→ **TASK REQUIREMENTS**: Repeat the lines below exactly as written, please, from the line with "by pointer identity" to the line with "let mut buf = Vec::new();", both lines included, and no others.
....................
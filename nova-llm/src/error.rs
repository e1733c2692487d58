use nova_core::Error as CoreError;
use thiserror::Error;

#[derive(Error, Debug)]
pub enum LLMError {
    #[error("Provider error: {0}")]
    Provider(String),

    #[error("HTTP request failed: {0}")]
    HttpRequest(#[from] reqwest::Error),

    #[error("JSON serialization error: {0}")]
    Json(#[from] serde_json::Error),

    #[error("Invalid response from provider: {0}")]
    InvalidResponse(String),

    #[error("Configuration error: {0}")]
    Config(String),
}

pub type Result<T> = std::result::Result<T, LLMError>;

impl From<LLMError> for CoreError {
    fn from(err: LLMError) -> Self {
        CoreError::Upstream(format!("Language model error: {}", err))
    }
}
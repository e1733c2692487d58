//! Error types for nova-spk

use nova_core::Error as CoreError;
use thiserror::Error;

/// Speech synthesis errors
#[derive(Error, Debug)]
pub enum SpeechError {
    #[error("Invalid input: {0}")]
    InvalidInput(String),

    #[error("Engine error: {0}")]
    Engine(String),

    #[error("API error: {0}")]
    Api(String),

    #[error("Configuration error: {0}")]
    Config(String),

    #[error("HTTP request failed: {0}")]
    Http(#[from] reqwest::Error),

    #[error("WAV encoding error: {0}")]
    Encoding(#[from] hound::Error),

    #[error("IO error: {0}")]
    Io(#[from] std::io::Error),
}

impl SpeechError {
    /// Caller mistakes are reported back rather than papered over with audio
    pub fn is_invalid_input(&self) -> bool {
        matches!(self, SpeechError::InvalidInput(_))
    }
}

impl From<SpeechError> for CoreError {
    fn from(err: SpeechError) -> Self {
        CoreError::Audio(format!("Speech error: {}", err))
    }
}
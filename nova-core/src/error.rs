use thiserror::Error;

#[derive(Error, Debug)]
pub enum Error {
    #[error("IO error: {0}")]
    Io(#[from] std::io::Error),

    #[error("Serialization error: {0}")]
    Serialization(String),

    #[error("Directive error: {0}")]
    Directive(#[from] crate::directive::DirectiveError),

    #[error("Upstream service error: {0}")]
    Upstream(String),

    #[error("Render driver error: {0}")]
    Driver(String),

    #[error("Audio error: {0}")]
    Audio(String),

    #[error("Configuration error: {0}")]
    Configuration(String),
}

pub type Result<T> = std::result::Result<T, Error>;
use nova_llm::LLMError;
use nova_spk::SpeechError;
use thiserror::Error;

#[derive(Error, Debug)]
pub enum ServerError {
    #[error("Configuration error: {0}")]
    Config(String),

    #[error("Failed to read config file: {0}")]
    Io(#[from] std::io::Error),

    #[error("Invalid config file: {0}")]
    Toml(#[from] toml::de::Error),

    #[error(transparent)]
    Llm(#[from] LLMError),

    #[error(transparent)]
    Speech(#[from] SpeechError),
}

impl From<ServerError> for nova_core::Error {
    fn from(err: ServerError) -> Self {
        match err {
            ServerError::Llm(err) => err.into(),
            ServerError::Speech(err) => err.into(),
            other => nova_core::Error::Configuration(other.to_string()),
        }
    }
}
....................
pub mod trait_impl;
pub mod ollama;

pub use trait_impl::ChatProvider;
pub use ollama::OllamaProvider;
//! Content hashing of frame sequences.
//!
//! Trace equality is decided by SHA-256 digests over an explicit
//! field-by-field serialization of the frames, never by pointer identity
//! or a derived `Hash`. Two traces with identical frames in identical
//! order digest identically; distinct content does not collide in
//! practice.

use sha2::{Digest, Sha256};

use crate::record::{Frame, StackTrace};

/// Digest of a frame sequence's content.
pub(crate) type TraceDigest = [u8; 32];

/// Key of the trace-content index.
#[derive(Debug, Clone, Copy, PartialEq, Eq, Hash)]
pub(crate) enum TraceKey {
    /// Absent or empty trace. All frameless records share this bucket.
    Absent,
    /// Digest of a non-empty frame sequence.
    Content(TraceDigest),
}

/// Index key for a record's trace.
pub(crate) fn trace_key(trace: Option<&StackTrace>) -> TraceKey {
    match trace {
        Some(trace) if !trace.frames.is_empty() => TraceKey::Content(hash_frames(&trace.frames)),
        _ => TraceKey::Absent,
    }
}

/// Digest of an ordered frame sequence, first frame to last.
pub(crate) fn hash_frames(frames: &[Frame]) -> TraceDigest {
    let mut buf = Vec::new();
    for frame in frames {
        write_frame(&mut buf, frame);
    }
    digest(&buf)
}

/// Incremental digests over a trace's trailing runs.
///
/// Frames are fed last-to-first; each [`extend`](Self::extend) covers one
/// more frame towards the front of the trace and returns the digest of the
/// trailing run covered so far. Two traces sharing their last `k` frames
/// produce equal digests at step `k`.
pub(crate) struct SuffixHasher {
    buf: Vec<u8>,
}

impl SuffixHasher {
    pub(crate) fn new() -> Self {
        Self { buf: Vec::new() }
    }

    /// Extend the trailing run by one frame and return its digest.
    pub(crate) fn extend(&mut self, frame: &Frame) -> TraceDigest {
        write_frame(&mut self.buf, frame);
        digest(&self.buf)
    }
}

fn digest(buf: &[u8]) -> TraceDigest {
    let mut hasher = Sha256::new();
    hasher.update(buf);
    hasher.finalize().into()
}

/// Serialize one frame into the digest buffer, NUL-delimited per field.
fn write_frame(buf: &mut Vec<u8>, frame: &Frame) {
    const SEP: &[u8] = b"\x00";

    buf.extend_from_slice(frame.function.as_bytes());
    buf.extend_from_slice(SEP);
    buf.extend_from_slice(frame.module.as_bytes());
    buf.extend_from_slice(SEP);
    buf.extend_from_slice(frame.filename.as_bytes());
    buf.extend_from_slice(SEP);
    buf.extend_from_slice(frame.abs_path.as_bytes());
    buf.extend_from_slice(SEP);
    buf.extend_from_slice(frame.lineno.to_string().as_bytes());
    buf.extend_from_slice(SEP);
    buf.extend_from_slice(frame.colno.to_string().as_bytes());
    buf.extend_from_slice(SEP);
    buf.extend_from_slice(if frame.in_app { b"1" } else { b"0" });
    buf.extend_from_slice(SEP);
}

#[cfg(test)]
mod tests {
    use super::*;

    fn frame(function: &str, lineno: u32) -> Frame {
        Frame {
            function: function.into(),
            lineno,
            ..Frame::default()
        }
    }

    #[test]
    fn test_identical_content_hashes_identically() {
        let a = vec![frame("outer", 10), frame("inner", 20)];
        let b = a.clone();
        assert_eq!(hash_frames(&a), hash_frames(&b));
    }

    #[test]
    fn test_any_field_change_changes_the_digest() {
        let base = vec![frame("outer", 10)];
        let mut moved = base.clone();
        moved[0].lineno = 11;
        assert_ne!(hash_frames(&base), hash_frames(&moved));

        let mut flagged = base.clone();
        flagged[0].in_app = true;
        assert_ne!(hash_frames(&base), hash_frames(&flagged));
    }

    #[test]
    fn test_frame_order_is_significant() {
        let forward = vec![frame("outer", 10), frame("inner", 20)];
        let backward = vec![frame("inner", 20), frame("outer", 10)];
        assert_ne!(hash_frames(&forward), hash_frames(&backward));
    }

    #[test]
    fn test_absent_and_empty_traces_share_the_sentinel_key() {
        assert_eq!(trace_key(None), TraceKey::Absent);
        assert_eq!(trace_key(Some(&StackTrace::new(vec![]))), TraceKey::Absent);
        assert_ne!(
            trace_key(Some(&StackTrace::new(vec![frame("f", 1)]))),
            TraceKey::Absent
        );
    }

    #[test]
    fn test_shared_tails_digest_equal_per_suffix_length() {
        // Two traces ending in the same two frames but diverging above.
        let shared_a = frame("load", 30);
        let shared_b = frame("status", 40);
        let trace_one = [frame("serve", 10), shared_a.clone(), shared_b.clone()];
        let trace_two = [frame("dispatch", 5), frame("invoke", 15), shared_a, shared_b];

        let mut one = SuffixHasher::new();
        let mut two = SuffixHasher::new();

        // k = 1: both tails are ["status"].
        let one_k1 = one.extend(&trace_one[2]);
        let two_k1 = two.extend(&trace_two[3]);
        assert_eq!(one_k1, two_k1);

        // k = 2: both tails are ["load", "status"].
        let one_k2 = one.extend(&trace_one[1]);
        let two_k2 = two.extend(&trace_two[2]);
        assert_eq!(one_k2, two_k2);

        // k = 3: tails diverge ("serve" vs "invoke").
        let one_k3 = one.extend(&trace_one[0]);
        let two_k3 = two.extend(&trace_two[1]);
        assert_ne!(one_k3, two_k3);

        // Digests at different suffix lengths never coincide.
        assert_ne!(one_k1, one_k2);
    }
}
....................
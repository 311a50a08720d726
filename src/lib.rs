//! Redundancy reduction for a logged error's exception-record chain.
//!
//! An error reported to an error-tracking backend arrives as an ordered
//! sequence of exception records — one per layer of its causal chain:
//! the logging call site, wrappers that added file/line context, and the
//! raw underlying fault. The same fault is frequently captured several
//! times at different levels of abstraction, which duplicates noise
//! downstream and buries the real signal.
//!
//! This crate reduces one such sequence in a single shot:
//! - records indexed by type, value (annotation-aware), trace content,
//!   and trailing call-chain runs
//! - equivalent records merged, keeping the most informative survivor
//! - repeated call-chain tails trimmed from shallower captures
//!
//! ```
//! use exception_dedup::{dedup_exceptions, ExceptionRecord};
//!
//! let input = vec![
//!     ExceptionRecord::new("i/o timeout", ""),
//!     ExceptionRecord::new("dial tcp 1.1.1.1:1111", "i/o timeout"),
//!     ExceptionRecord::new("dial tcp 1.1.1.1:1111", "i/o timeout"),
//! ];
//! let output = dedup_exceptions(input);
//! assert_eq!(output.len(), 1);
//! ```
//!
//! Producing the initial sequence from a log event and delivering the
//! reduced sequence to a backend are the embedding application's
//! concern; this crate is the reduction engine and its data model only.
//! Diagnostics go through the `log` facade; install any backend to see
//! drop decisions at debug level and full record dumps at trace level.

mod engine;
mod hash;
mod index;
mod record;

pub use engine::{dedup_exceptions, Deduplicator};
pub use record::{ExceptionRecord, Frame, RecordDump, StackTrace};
....................
→ **COMPLETED TASK**:
//! field-by-field serialization of the frames, never by pointer identity
//! or a derived `Hash`. Two traces with identical frames in identical
//! order digest identically; distinct content does not collide in
//! practice.

use sha2::{Digest, Sha256};

use crate::record::{Frame, StackTrace};

/// Digest of a frame sequence's content.
pub(crate) type TraceDigest = [u8; 32];

/// Key of the trace-content index.
#[derive(Debug, Clone, Copy, PartialEq, Eq, Hash)]
pub(crate) enum TraceKey {
    /// Absent or empty trace. All frameless records share this bucket.
    Absent,
    /// Digest of a non-empty frame sequence.
    Content(TraceDigest),
}

/// Index key for a record's trace.
pub(crate) fn trace_key(trace: Option<&StackTrace>) -> TraceKey {
    match trace {
        Some(trace) if !trace.frames.is_empty() => TraceKey::Content(hash_frames(&trace.frames)),
        _ => TraceKey::Absent,
    }
}

/// Digest of an ordered frame sequence, first frame to last.
pub(crate) fn hash_frames(frames: &[Frame]) -> TraceDigest {
    let mut buf = Vec::new();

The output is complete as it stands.